# Scary Smurf Halloween 2022



## Scary Smurf (4 mo ago)

I'll be posting several video's and pictures from this year's display here. Here's the first one, which is actually a test run from the day before Halloween showing my Axworthy ghost with custom designed 3d-printed pulleys (link to thread):






It actually has sound and flickering red eyes (LEDs) but the only video I have of that is from the night itself and my cheap smartphone camera did a lousy job capturing it. You can hear the whining sound she makes (she's called Whining Widow) in the Cruising Skeleton video just below this one.


----------



## Scary Smurf (4 mo ago)

This is my Cruising Skeleton, recorded shortly after everyone had gone home. Quite an attention grabber this one:






Songs playing from the onboard mp3 player include Bad to the Bone, Highway to Hell and The Devil made me do it. I had already printed out new license plates reading BAD2BONE but didn't get a chance to put them on.


----------



## Scary Smurf (4 mo ago)

My swinging skeleton using my own mechanism to achieve a natural swing action:






Footage from the morning after Halloween. Not sure why this shows up as a link instead of embedding. Maybe something to do with the fact that YouTube automatically categorized this as a short?


----------



## Scary Smurf (4 mo ago)

My motion activated dropping spider:


----------



## Scary Smurf (4 mo ago)

The label is in Dutch. We have quite a few expats in our neighborhood so I was going to put up another jar with an English label but didn't because I ran out of time. The English version reads:


*Kids Lemonade*
full of flavor, made from
*freshly squeezed kids*​


----------



## Scary Smurf (4 mo ago)

This is the last prop I finished this year, wonder what you guys and girls think of it. As far as I know this is a competely original idea but I could be wrong.

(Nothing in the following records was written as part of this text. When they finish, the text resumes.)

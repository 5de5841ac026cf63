//! Form session: the state machine of one create/edit dialog.
//!
//! ```text
//! Closed ──open_create──▶ OpenCreate ─┐
//!   ▲    ──open_edit────▶ OpenEdit ───┤ begin_submit (valid)
//!   │                                 ▼
//!   └──── finish(ok) ─────────── Submitting ── finish(err) ──▶ Open*
//! ```
//!
//! `cancel` closes from any state and drops the draft. Each open/cancel
//! starts a new generation; a submit ticket from an older generation can
//! no longer change the session.

use contracts::shared::validation::FormMode;

#[derive(Debug, Clone, PartialEq, Eq)]
pub enum SubmitMode {
    Create,
    Update(String),
}

impl SubmitMode {
    pub fn form_mode(&self) -> FormMode {
        match self {
            Self::Create => FormMode::Create,
            Self::Update(_) => FormMode::Edit,
        }
    }

    pub fn target_id(&self) -> Option<&str> {
        match self {
            Self::Create => None,
            Self::Update(id) => Some(id),
        }
    }
}

#[derive(Debug, Clone, PartialEq, Eq)]
pub enum SessionState {
    Closed,
    OpenCreate,
    OpenEdit(String),
    Submitting(SubmitMode),
}

#[derive(Debug, Clone, PartialEq, Eq)]
pub enum SubmitRejected {
    NotOpen,
    /// A submission of this session is still in flight
    InFlight,
    /// Required field missing; never reaches the network
    Invalid(String),
}

/// Snapshot handed out by [`FormSession::begin_submit`]
#[derive(Debug, Clone)]
pub struct SubmitTicket<D> {
    generation: u64,
    pub mode: SubmitMode,
    pub draft: D,
}

#[derive(Debug, Clone)]
pub struct FormSession<D> {
    state: SessionState,
    draft: Option<D>,
    generation: u64,
}

impl<D: Clone + Default> Default for FormSession<D> {
    fn default() -> Self {
        Self::new()
    }
}

impl<D: Clone + Default> FormSession<D> {
    pub fn new() -> Self {
        Self {
            state: SessionState::Closed,
            draft: None,
            generation: 0,
        }
    }

    pub fn state(&self) -> &SessionState {
        &self.state
    }

    pub fn is_open(&self) -> bool {
        !matches!(self.state, SessionState::Closed)
    }

    pub fn is_submitting(&self) -> bool {
        matches!(self.state, SessionState::Submitting(_))
    }

    pub fn mode(&self) -> Option<FormMode> {
        match &self.state {
            SessionState::Closed => None,
            SessionState::OpenCreate => Some(FormMode::Create),
            SessionState::OpenEdit(_) => Some(FormMode::Edit),
            SessionState::Submitting(mode) => Some(mode.form_mode()),
        }
    }

    pub fn draft(&self) -> Option<&D> {
        self.draft.as_ref()
    }

    /// Open with an empty draft. Any previous draft is discarded.
    pub fn open_create(&mut self) {
        self.generation += 1;
        self.state = SessionState::OpenCreate;
        self.draft = Some(D::default());
    }

    /// Open with a draft seeded from an existing entity.
    pub fn open_edit(&mut self, id: impl Into<String>, draft: D) {
        self.generation += 1;
        self.state = SessionState::OpenEdit(id.into());
        self.draft = Some(draft);
    }

    pub fn cancel(&mut self) {
        self.generation += 1;
        self.state = SessionState::Closed;
        self.draft = None;
    }

    /// Mutate the draft. Refused while closed or submitting.
    pub fn edit_draft(&mut self, f: impl FnOnce(&mut D)) -> bool {
        if self.is_submitting() {
            return false;
        }
        match self.draft.as_mut() {
            Some(draft) => {
                f(draft);
                true
            }
            None => false,
        }
    }

    /// Validate and enter `Submitting`.
    pub fn begin_submit(
        &mut self,
        validate: impl FnOnce(&D, FormMode) -> Result<(), String>,
    ) -> Result<SubmitTicket<D>, SubmitRejected> {
        let mode = match &self.state {
            SessionState::Closed => return Err(SubmitRejected::NotOpen),
            SessionState::Submitting(_) => return Err(SubmitRejected::InFlight),
            SessionState::OpenCreate => SubmitMode::Create,
            SessionState::OpenEdit(id) => SubmitMode::Update(id.clone()),
        };
        let draft = self.draft.clone().ok_or(SubmitRejected::NotOpen)?;
        validate(&draft, mode.form_mode()).map_err(SubmitRejected::Invalid)?;

        self.state = SessionState::Submitting(mode.clone());
        Ok(SubmitTicket {
            generation: self.generation,
            mode,
            draft,
        })
    }

    /// Settle a submission: close on success, reopen with the draft kept on
    /// failure. Returns `false` if the ticket is stale and nothing changed.
    pub fn finish(&mut self, ticket: &SubmitTicket<D>, succeeded: bool) -> bool {
        if ticket.generation != self.generation || !self.is_submitting() {
            return false;
        }
        if succeeded {
            self.state = SessionState::Closed;
            self.draft = None;
            // Late tickets of this generation must not reopen the session.
            self.generation += 1;
        } else {
            self.state = match &ticket.mode {
                SubmitMode::Create => SessionState::OpenCreate,
                SubmitMode::Update(id) => SessionState::OpenEdit(id.clone()),
            };
        }
        true
    }
}

#[cfg(test)]
mod tests {
    use super::*;

    fn non_empty(draft: &String, _: FormMode) -> Result<(), String> {
        if draft.trim().is_empty() {
            Err("Name is required".into())
        } else {
            Ok(())
        }
    }

    #[test]
    fn test_open_create_starts_empty() {
        let mut s: FormSession<String> = FormSession::new();
        assert!(!s.is_open());
        s.open_create();
        assert_eq!(s.state(), &SessionState::OpenCreate);
        assert_eq!(s.draft().map(String::as_str), Some(""));
    }

    #[test]
    fn test_invalid_draft_never_submits() {
        let mut s: FormSession<String> = FormSession::new();
        s.open_create();
        s.edit_draft(|d| d.push_str("   "));
        assert_eq!(
            s.begin_submit(non_empty).unwrap_err(),
            SubmitRejected::Invalid("Name is required".into())
        );
        assert_eq!(s.state(), &SessionState::OpenCreate);
    }

    #[test]
    fn test_submit_guard_blocks_double_submit() {
        let mut s: FormSession<String> = FormSession::new();
        s.open_create();
        s.edit_draft(|d| d.push_str("Shoes"));
        let ticket = s.begin_submit(non_empty).unwrap();
        assert_eq!(ticket.mode, SubmitMode::Create);
        assert_eq!(s.begin_submit(non_empty).unwrap_err(), SubmitRejected::InFlight);
        assert!(!s.edit_draft(|d| d.clear()));
        assert!(s.finish(&ticket, true));
        assert_eq!(s.state(), &SessionState::Closed);
        assert!(s.draft().is_none());
    }

    #[test]
    fn test_failure_preserves_draft() {
        let mut s: FormSession<String> = FormSession::new();
        s.open_edit("p5", "Runner".to_string());
        let ticket = s.begin_submit(non_empty).unwrap();
        assert_eq!(ticket.mode, SubmitMode::Update("p5".into()));
        assert!(s.finish(&ticket, false));
        assert_eq!(s.state(), &SessionState::OpenEdit("p5".into()));
        assert_eq!(s.draft().map(String::as_str), Some("Runner"));
    }

    #[test]
    fn test_stale_ticket_is_ignored() {
        let mut s: FormSession<String> = FormSession::new();
        s.open_create();
        s.edit_draft(|d| d.push_str("Shoes"));
        let ticket = s.begin_submit(non_empty).unwrap();
        s.cancel();
        s.open_create();
        assert!(!s.finish(&ticket, true));
        assert_eq!(s.state(), &SessionState::OpenCreate);
        assert_eq!(s.draft().map(String::as_str), Some(""));
    }

    #[test]
    fn test_closed_session_rejects_submit_and_edits() {
        let mut s: FormSession<String> = FormSession::new();
        assert_eq!(s.begin_submit(non_empty).unwrap_err(), SubmitRejected::NotOpen);
        assert!(!s.edit_draft(|d| d.push('x')));
    }

    #[test]
    fn test_switching_target_resets_draft() {
        let mut s: FormSession<String> = FormSession::new();
        s.open_edit("a", "Alpha".to_string());
        s.edit_draft(|d| d.push_str(" changed"));
        s.open_edit("b", "Beta".to_string());
        assert_eq!(s.draft().map(String::as_str), Some("Beta"));
        assert_eq!(s.mode(), Some(FormMode::Edit));
    }
}
//! Request payloads: a field bag encoded either as JSON or as multipart form data.

use serde_json::{Map, Value};
use wasm_bindgen::JsValue;
use web_sys::{Blob, BlobPropertyBag, FormData};

/// Binary file content picked in a form
#[derive(Clone, PartialEq, Eq)]
pub struct FileUpload {
    pub file_name: String,
    pub content_type: String,
    pub bytes: Vec<u8>,
}

impl std::fmt::Debug for FileUpload {
    fn fmt(&self, f: &mut std::fmt::Formatter<'_>) -> std::fmt::Result {
        f.debug_struct("FileUpload")
            .field("file_name", &self.file_name)
            .field("content_type", &self.content_type)
            .field("len", &self.bytes.len())
            .finish()
    }
}

impl FileUpload {
    pub fn new(
        file_name: impl Into<String>,
        content_type: impl Into<String>,
        bytes: Vec<u8>,
    ) -> Self {
        Self {
            file_name: file_name.into(),
            content_type: content_type.into(),
            bytes,
        }
    }

    /// Read a file chosen through an `<input type="file">`
    pub async fn read(file: &web_sys::File) -> Result<Self, String> {
        let buffer = wasm_bindgen_futures::JsFuture::from(file.array_buffer())
            .await
            .map_err(|e| format!("{e:?}"))?;
        let bytes = js_sys::Uint8Array::new(&buffer).to_vec();
        Ok(Self::new(file.name(), file.type_(), bytes))
    }

    fn to_blob(&self) -> Result<Blob, JsValue> {
        let bytes = js_sys::Uint8Array::from(self.bytes.as_slice());
        let parts = js_sys::Array::of1(&bytes);
        let options = BlobPropertyBag::new();
        options.set_type(&self.content_type);
        Blob::new_with_u8_array_sequence_and_options(&parts, &options)
    }
}

/// Image slot of a draft
#[derive(Debug, Clone, Default, PartialEq, Eq)]
pub enum ImageField {
    #[default]
    Empty,
    /// URL of the image already stored with the entity
    Existing(String),
    /// Newly picked file, uploaded on submit
    Selected(FileUpload),
}

impl ImageField {
    pub fn from_url(url: &str) -> Self {
        if url.trim().is_empty() {
            Self::Empty
        } else {
            Self::Existing(url.to_string())
        }
    }

    /// A new file was picked
    pub fn is_selected(&self) -> bool {
        matches!(self, Self::Selected(_))
    }

    pub fn upload(&self) -> Option<&FileUpload> {
        match self {
            Self::Selected(file) => Some(file),
            _ => None,
        }
    }

    pub fn existing_url(&self) -> Option<&str> {
        match self {
            Self::Existing(url) => Some(url),
            _ => None,
        }
    }
}

#[derive(Debug, Clone, Copy, PartialEq, Eq)]
pub enum PayloadEncoding {
    Json,
    Multipart,
}

#[derive(Debug, Clone, PartialEq, Eq)]
pub enum FieldValue {
    Text(String),
    File(FileUpload),
}

/// Ordered named fields of a create/update request
#[derive(Debug, Clone, PartialEq, Eq)]
pub struct FieldBag {
    encoding: PayloadEncoding,
    fields: Vec<(&'static str, FieldValue)>,
}

impl FieldBag {
    pub fn json() -> Self {
        Self {
            encoding: PayloadEncoding::Json,
            fields: Vec::new(),
        }
    }

    pub fn multipart() -> Self {
        Self {
            encoding: PayloadEncoding::Multipart,
            fields: Vec::new(),
        }
    }

    pub fn text(mut self, name: &'static str, value: impl Into<String>) -> Self {
        self.fields.push((name, FieldValue::Text(value.into())));
        self
    }

    /// Adds the file only when the image slot holds a newly picked file
    pub fn image(mut self, name: &'static str, image: &ImageField) -> Self {
        if let Some(file) = image.upload() {
            self.fields.push((name, FieldValue::File(file.clone())));
        }
        self
    }

    pub fn encoding(&self) -> PayloadEncoding {
        self.encoding
    }

    pub fn fields(&self) -> &[(&'static str, FieldValue)] {
        &self.fields
    }

    pub fn get_text(&self, name: &str) -> Option<&str> {
        self.fields.iter().find_map(|(n, v)| match v {
            FieldValue::Text(s) if *n == name => Some(s.as_str()),
            _ => None,
        })
    }

    pub fn has_file(&self, name: &str) -> bool {
        self.fields
            .iter()
            .any(|(n, v)| *n == name && matches!(v, FieldValue::File(_)))
    }

    /// JSON object of the text fields. Files cannot travel as JSON and are skipped.
    pub fn to_json(&self) -> Value {
        let mut map = Map::new();
        for (name, value) in &self.fields {
            if let FieldValue::Text(s) = value {
                map.insert((*name).to_string(), Value::String(s.clone()));
            }
        }
        Value::Object(map)
    }

    pub fn to_form_data(&self) -> Result<FormData, JsValue> {
        let form = FormData::new()?;
        for (name, value) in &self.fields {
            match value {
                FieldValue::Text(s) => form.append_with_str(name, s)?,
                FieldValue::File(file) => {
                    let blob = file.to_blob()?;
                    form.append_with_blob_and_filename(name, &blob, &file.file_name)?;
                }
            }
        }
        Ok(form)
    }
}

#[cfg(test)]
mod tests {
    use super::*;

    #[test]
    fn test_json_skips_files() {
        let image = ImageField::Selected(FileUpload::new("a.png", "image/png", vec![1, 2, 3]));
        let bag = FieldBag::json()
            .text("title", "Summer")
            .image("image", &image);
        assert!(bag.has_file("image"));
        assert_eq!(bag.to_json(), serde_json::json!({ "title": "Summer" }));
    }

    #[test]
    fn test_existing_image_is_not_resent() {
        let bag = FieldBag::multipart()
            .text("productName", "Runner")
            .image("productImage", &ImageField::from_url("https://cdn/p.png"));
        assert!(!bag.has_file("productImage"));
        assert_eq!(bag.get_text("productName"), Some("Runner"));
        assert_eq!(bag.fields().len(), 1);
    }

    #[test]
    fn test_blank_url_is_empty_slot() {
        assert_eq!(ImageField::from_url("  "), ImageField::Empty);
        assert_eq!(
            ImageField::from_url("https://cdn/x.png").existing_url(),
            Some("https://cdn/x.png")
        );
    }
}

I only finished it a few hours before Halloween would start and I had worked on it until 1 after midnight the previous day to finish it. Not a wise thing to do because as a result I barely had any time to put op decorations so no huge spiderwebs and no DMX lights or chilled fogger this year to supplement my window projections in the garden.

It's not completely finished yet but it did go out, however it was out of order in 15 minutes due to incorrect usage, ie. sticking arms in without placing an empty cup first and the little spillage tank overflowing quickly so I had to mop it up and clean it and then I ran into a little technical problem which I didn't have time to look into right there and then so I had to shut it down unfortunately.

I knew the poking-in-arms without placing an empty cup first thing was going to happen. In fact one of the things I didn't have time for to add was a cup detector to prevent it from letting the liquid flow without a cup present. I was also going to add a backlight (the front panel is a printed pearl white acrylic sheet) including blinking yellow backlights for the large 1 and 2 icons to indicate what needs to be done next, like you sometimes see in parking ticket payment systems.

So for next year I will be adding lights, cup sensor and I will also be replacing the spillage tank with a version that has a nozzle on it to connect a tube to which leads to a large backet underneath the table it sits on. Hopefully that will ensure continuous operation throughout the night.

Very curious to know what you think of this one.


----------



## stick (Jan 21, 2009)

Great work Scary Smurf.


----------



## Hairazor (Mar 13, 2012)

Way to go, nice stuff


----------



## Scary Smurf (4 mo ago)

Just added my Halloween Juicer machine in the list of props above:









Scary Smurf Halloween 2022


I'll be posting several video's and pictures from this year's display here. Here's the first one, which is actually a test run from the day before Halloween showing my Axworthy ghost with custom designed 3d-printed pulleys (link to thread): It actually has sound and flickering red eyes (LEDs)...




www.hauntforum.com





Please let me know what you think of this one.


----------



## corey872 (Jan 10, 2010)

Great and interesting props - all of them! 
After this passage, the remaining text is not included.